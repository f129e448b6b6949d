//! Flashcard data model
//!
//! Authored decks arrive as plain `Flashcard`s. A card with nothing on either
//! side doubles as a page separator in authored data, so the engine works on
//! `Card`, which names the two meanings apart.

use serde::{Deserialize, Serialize};
use uuid::Uuid;

/// Image aspect ratios offered by the card editor
#[derive(Serialize, Deserialize, Clone, Copy, Debug, PartialEq, Eq, Default)]
pub enum AspectRatio {
    #[serde(rename = "16:9")]
    Wide,
    #[serde(rename = "4:3")]
    Standard,
    #[default]
    #[serde(rename = "1:1")]
    Square,
    #[serde(rename = "3:4")]
    Portrait,
    #[serde(rename = "9:16")]
    Tall,
}

impl AspectRatio {
    /// Width divided by height
    pub fn ratio(&self) -> f64 {
        match self {
            AspectRatio::Wide => 16.0 / 9.0,
            AspectRatio::Standard => 4.0 / 3.0,
            AspectRatio::Square => 1.0,
            AspectRatio::Portrait => 3.0 / 4.0,
            AspectRatio::Tall => 9.0 / 16.0,
        }
    }
}

/// Vertical placement of card text
#[derive(Serialize, Deserialize, Clone, Copy, Debug, PartialEq, Eq, Default)]
#[serde(rename_all = "lowercase")]
pub enum TextPosition {
    Top,
    #[default]
    Center,
    Bottom,
}

/// One face of a flashcard
#[derive(Serialize, Deserialize, Clone, Debug, PartialEq, Default)]
#[serde(default, rename_all = "camelCase")]
pub struct CardSide {
    #[serde(skip_serializing_if = "Option::is_none")]
    pub text: Option<String>,
    /// URL of an uploaded image
    #[serde(skip_serializing_if = "Option::is_none")]
    pub image: Option<String>,
    #[serde(skip_serializing_if = "Option::is_none")]
    pub image_aspect_ratio: Option<AspectRatio>,
    /// Percentage, 10-100
    #[serde(skip_serializing_if = "Option::is_none")]
    pub image_scale: Option<u8>,
    #[serde(skip_serializing_if = "Option::is_none")]
    pub text_position: Option<TextPosition>,
    #[serde(skip_serializing_if = "Option::is_none")]
    pub font_size: Option<f32>,
}

impl CardSide {
    pub fn text(text: impl Into<String>) -> Self {
        Self {
            text: Some(text.into()),
            ..Default::default()
        }
    }

    /// True when the side shows text or an image
    pub fn has_content(&self) -> bool {
        let filled = |field: &Option<String>| field.as_deref().is_some_and(|s| !s.is_empty());
        filled(&self.text) || filled(&self.image)
    }
}

/// A flashcard as stored by the editor
#[derive(Serialize, Deserialize, Clone, Debug, PartialEq, Default)]
pub struct Flashcard {
    pub id: String,
    #[serde(default)]
    pub front: CardSide,
    #[serde(default)]
    pub back: CardSide,
}

impl Flashcard {
    pub fn new(id: impl Into<String>, front: CardSide, back: CardSide) -> Self {
        Self {
            id: id.into(),
            front,
            back,
        }
    }

    /// Card with text on both faces and a fresh identity
    pub fn with_text(front: impl Into<String>, back: impl Into<String>) -> Self {
        Self::new(fresh_id(), CardSide::text(front), CardSide::text(back))
    }

    /// Empty card with a fresh identity
    pub fn blank() -> Self {
        Self::new(fresh_id(), CardSide::default(), CardSide::default())
    }

    /// Neither side has text or an image
    pub fn is_blank(&self) -> bool {
        !self.front.has_content() && !self.back.has_content()
    }

    pub fn side(&self, side: PageSide) -> &CardSide {
        match side {
            PageSide::Front => &self.front,
            PageSide::Back => &self.back,
        }
    }
}

/// New UUID v4 string
pub fn fresh_id() -> String {
    Uuid::new_v4().to_string()
}

/// Deck entry: real content or a page-break hint
#[derive(Serialize, Deserialize, Clone, Debug, PartialEq)]
#[serde(tag = "kind", content = "card", rename_all = "camelCase")]
pub enum Card {
    Content(Flashcard),
    PageBreakHint,
}

impl Card {
    /// Classify an authored card. Blank cards cannot be told apart from
    /// separators in stored decks, so every blank card becomes a hint.
    pub fn from_authored(card: Flashcard) -> Self {
        if card.is_blank() {
            Card::PageBreakHint
        } else {
            Card::Content(card)
        }
    }

    pub fn is_hint(&self) -> bool {
        matches!(self, Card::PageBreakHint)
    }

    pub fn content(&self) -> Option<&Flashcard> {
        match self {
            Card::Content(card) => Some(card),
            Card::PageBreakHint => None,
        }
    }
}

/// Classify a whole authored deck
pub fn classify(cards: Vec<Flashcard>) -> Vec<Card> {
    cards.into_iter().map(Card::from_authored).collect()
}

/// Printed side of a sheet
#[derive(Serialize, Deserialize, Clone, Copy, Debug, PartialEq, Eq, Hash)]
#[serde(rename_all = "lowercase")]
pub enum PageSide {
    Front,
    Back,
}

ABOUT THIS EXERCISE —
Where a line in the listing holds the string "CardSide", include it in the count, then report the total alone.

ANSWER SECTION —
8